Download or read book Robust inference for misspecified models conditional on covariates written by Alberto Abadie and published by . This book was released on 2011 with total page 23 pages. Available in PDF, EPUB and Kindle. Book excerpt: Following the work by White (1980ab; 1982) it is common in empirical work in economics to report standard errors that are robust against general misspecification. In a regression setting these standard errors are valid for the parameter that in the population minimizes the squared difference between the conditional expectation and the linear approximation, averaged over the population distribution of the covariates. In nonlinear settings a similar interpretation applies. In this note we discuss an alternative parameter that corresponds to the approximation to the conditional expectation based on minimization of the squared difference averaged over the sample, rather than the population, distribution of a subset of the variables. We argue that in some cases this may be a more interesting parameter. We derive the asymptotic variance for this parameter, generally smaller than the White robust variance, and we propose a consistent estimator for the asymptotic variance.

Book Robust Inference on Average Treatment Effects with Possibly More Covariates Than Observations

Download or read book Robust Inference on Average Treatment Effects with Possibly More Covariates Than Observations written by Max Farrell and published by . This book was released on 2015 with total page 86 pages. Available in PDF, EPUB and Kindle. Book excerpt: This paper concerns robust inference on average treatment effects following model selection. In the selection on observables framework, we show how to construct confidence intervals based on a doubly-robust estimator that are robust to model selection errors and prove that they are valid uniformly over a large class of treatment effect models. The class allows for multivalued treatments with heterogeneous effects (in observables), general heteroskedasticity, and selection amongst (possibly) more covariates than observations. Our estimator attains the semiparametric efficiency bound under appropriate conditions. Precise conditions are given for any model selector to yield these results, and we show how to combine data-driven selection with economic theory. For implementation, we give a specific proposal for selection based on the group lasso and derive new technical results for high-dimensional, sparse multinomial logistic regression. A simulation study shows our estimator performs very well in finite samples over a wide range of models. Revisiting the National Supported Work demonstration data, our method yields accurate estimates and tight confidence intervals.

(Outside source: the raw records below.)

mod polygon;
mod ring;

pub use polygon::{locate_in_polygon, point_in_polygon, within};
pub use ring::{locate_in_ring, RingLocation};
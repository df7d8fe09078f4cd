pub mod distance_2d;
pub mod intersect_2d;
pub mod polygon_2d;

/// 2D point type.
pub type Point2 = nalgebra::Point2<f64>;

/// 2D vector type.
pub type Vector2 = nalgebra::Vector2<f64>;

/// Global geometric tolerance for floating-point comparisons.
pub const TOLERANCE: f64 = 1e-10;

/// Relative-tolerance scalar comparison.
///
/// The accepted error grows with the magnitude of the operands, with
/// `TOLERANCE` as the absolute floor near zero.
#[must_use]
pub fn nearly_equal(a: f64, b: f64) -> bool {
    (a - b).abs() <= TOLERANCE * a.abs().max(b.abs()).max(1.0)
}

/// Tolerance-based point equality (componentwise relative comparison).
#[must_use]
pub fn points_close(a: &Point2, b: &Point2) -> bool {
    nearly_equal(a.x, b.x) && nearly_equal(a.y, b.y)
}

/// Distance tolerance around `p`: `TOLERANCE` scaled with the coordinate
/// magnitude so checks stay relative away from the origin.
#[must_use]
pub fn distance_tolerance(p: &Point2) -> f64 {
    TOLERANCE * p.x.abs().max(p.y.abs()).max(1.0)
}

#[cfg(test)]
mod tests {
    use super::*;

    #[test]
    fn nearly_equal_absolute_floor() {
        assert!(nearly_equal(0.0, 1e-12));
        assert!(!nearly_equal(0.0, 1e-9));
    }

    #[test]
    fn nearly_equal_scales_with_magnitude() {
        assert!(nearly_equal(1e6, 1e6 + 1e-5));
        assert!(!nearly_equal(1.0, 1.0 + 1e-5));
    }

    #[test]
    fn points_close_componentwise() {
        let a = Point2::new(1.0, 2.0);
        let b = Point2::new(1.0 + 1e-12, 2.0 - 1e-12);
        assert!(points_close(&a, &b));
        assert!(!points_close(&a, &Point2::new(1.0, 2.1)));
    }
}
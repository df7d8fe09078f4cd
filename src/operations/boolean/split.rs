use crate::geometry::Polygon;
use crate::math::intersect_2d::{segment_segment_intersect_2d, SegmentCrossing};
use crate::math::{points_close, Point2, TOLERANCE};

/// Which operand a boundary segment came from.
#[derive(Debug, Clone, Copy, PartialEq, Eq)]
pub enum PolygonSource {
    Subject,
    Clipping,
}

/// A directed piece of one operand's boundary.
#[derive(Debug, Clone, Copy)]
pub struct BoundarySegment {
    pub start: Point2,
    pub end: Point2,
    pub source: PolygonSource,
}

impl BoundarySegment {
    /// Midpoint, used to classify the whole segment once splitting has cut it
    /// at every crossing.
    #[must_use]
    pub fn midpoint(&self) -> Point2 {
        Point2::new(
            (self.start.x + self.end.x) * 0.5,
            (self.start.y + self.end.y) * 0.5,
        )
    }
}

/// Decomposes a polygon's rings into directed boundary segments.
///
/// Consecutive ring vertices pair up, wrapping at the end. Degenerate rings
/// and zero-length edges are dropped — zero contribution, not an error.
#[must_use]
pub fn decompose(polygon: &Polygon, source: PolygonSource) -> Vec<BoundarySegment> {
    let mut segments = Vec::new();
    for contour in &polygon.contours {
        let ring = contour.ring();
        let n = ring.len();
        if n < 3 {
            continue;
        }
        for i in 0..n {
            let start = ring[i];
            let end = ring[(i + 1) % n];
            if !points_close(&start, &end) {
                segments.push(BoundarySegment { start, end, source });
            }
        }
    }
    segments
}

/// Splits both segment sets at every pairwise intersection.
///
/// Each crossing is computed once and the identical point value is recorded
/// on both sides, so the stitched vertex set is exactly the union of original
/// vertices and computed intersections — a point that sits exactly on a
/// boundary can never end up strictly inside a split piece.
#[must_use]
pub fn split_at_crossings(
    subject: &[BoundarySegment],
    clipping: &[BoundarySegment],
) -> (Vec<BoundarySegment>, Vec<BoundarySegment>) {
    let mut subject_cuts: Vec<Vec<Point2>> = vec![Vec::new(); subject.len()];
    let mut clipping_cuts: Vec<Vec<Point2>> = vec![Vec::new(); clipping.len()];

    for (i, s) in subject.iter().enumerate() {
        for (j, c) in clipping.iter().enumerate() {
            match segment_segment_intersect_2d(&s.start, &s.end, &c.start, &c.end) {
                Some(SegmentCrossing::Point(p)) => {
                    subject_cuts[i].push(p);
                    clipping_cuts[j].push(p);
                }
                Some(SegmentCrossing::Overlap(p, q)) => {
                    subject_cuts[i].extend([p, q]);
                    clipping_cuts[j].extend([p, q]);
                }
                None => {}
            }
        }
    }

    let split = |segments: &[BoundarySegment], cuts: Vec<Vec<Point2>>| {
        let mut out = Vec::new();
        for (seg, pts) in segments.iter().zip(cuts) {
            for (start, end) in split_piece(&seg.start, &seg.end, pts) {
                out.push(BoundarySegment {
                    start,
                    end,
                    source: seg.source,
                });
            }
        }
        out
    };

    (split(subject, subject_cuts), split(clipping, clipping_cuts))
}

/// Splits the edges of an open chain at their crossings with a boundary.
/// Returns the chain's pieces in traversal order.
pub(crate) fn split_chain_at_boundary(
    chain: &[Point2],
    boundary: &[BoundarySegment],
) -> Vec<(Point2, Point2)> {
    let mut pieces = Vec::new();
    for window in chain.windows(2) {
        let (start, end) = (window[0], window[1]);
        if points_close(&start, &end) {
            continue;
        }
        let mut cuts = Vec::new();
        for seg in boundary {
            match segment_segment_intersect_2d(&start, &end, &seg.start, &seg.end) {
                Some(SegmentCrossing::Point(p)) => cuts.push(p),
                Some(SegmentCrossing::Overlap(p, q)) => cuts.extend([p, q]),
                None => {}
            }
        }
        pieces.extend(split_piece(&start, &end, cuts));
    }
    pieces
}

/// Splits one directed edge at the given points, ordered by their projection
/// onto it; cuts at (or beyond) the endpoints are ignored.
fn split_piece(start: &Point2, end: &Point2, cuts: Vec<Point2>) -> Vec<(Point2, Point2)> {
    let dir = end - start;
    let len_sq = dir.norm_squared();

    let mut stops: Vec<(f64, Point2)> = cuts
        .into_iter()
        .map(|p| ((p - start).dot(&dir) / len_sq, p))
        .filter(|(t, _)| *t > TOLERANCE && *t < 1.0 - TOLERANCE)
        .collect();
    stops.sort_by(|a, b| a.0.total_cmp(&b.0));

    let mut points = vec![*start];
    for (_, p) in stops {
        if !points_close(&points[points.len() - 1], &p) {
            points.push(p);
        }
    }
    let last = points.len() - 1;
    if points_close(&points[last], end) {
        points[last] = *end;
    } else {
        points.push(*end);
    }

    points
        .windows(2)
        .filter(|w| !points_close(&w[0], &w[1]))
        .map(|w| (w[0], w[1]))
        .collect()
}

Book Mixed Effects Models for Complex Data

Download or read book Mixed Effects Models for Complex Data written by Lang Wu and published by CRC Press. This book was released on 2009-11-11 with total page 431 pages. Available in PDF, EPUB and Kindle. Book excerpt: Although standard mixed effects models are useful in a range of studies, other approaches must often be used in correlation with them when studying complex or incomplete data. Mixed Effects Models for Complex Data discusses commonly used mixed effects models and presents appropriate approaches to address dropouts, missing data, measurement errors, censoring, and outliers. For each class of mixed effects model, the author reviews the corresponding class of regression model for cross-sectional data. An overview of general models and methods, along with motivating examples After presenting real data examples and outlining general approaches to the analysis of longitudinal/clustered data and incomplete data, the book introduces linear mixed effects (LME) models, generalized linear mixed models (GLMMs), nonlinear mixed effects (NLME) models, and semiparametric and nonparametric mixed effects models. It also includes general approaches for the analysis of complex data with missing values, measurement errors, censoring, and outliers. Self-contained coverage of specific topics Subsequent chapters delve more deeply into missing data problems, covariate measurement errors, and censored responses in mixed effects models. Focusing on incomplete data, the book also covers survival and frailty models, joint models of survival and longitudinal data, robust methods for mixed effects models, marginal generalized estimating equation (GEE) models for longitudinal or clustered data, and Bayesian methods for mixed effects models. Background material In the appendix, the author provides background information, such as likelihood theory, the Gibbs sampler, rejection and importance sampling methods, numerical integration methods, optimization methods, bootstrap, and matrix algebra. Failure to properly address missing data, measurement errors, and other issues in statistical analyses can lead to severely biased or misleading results. This book explores the biases that arise when naïve methods are used and shows which approaches should be used to achieve accurate results in longitudinal data analysis.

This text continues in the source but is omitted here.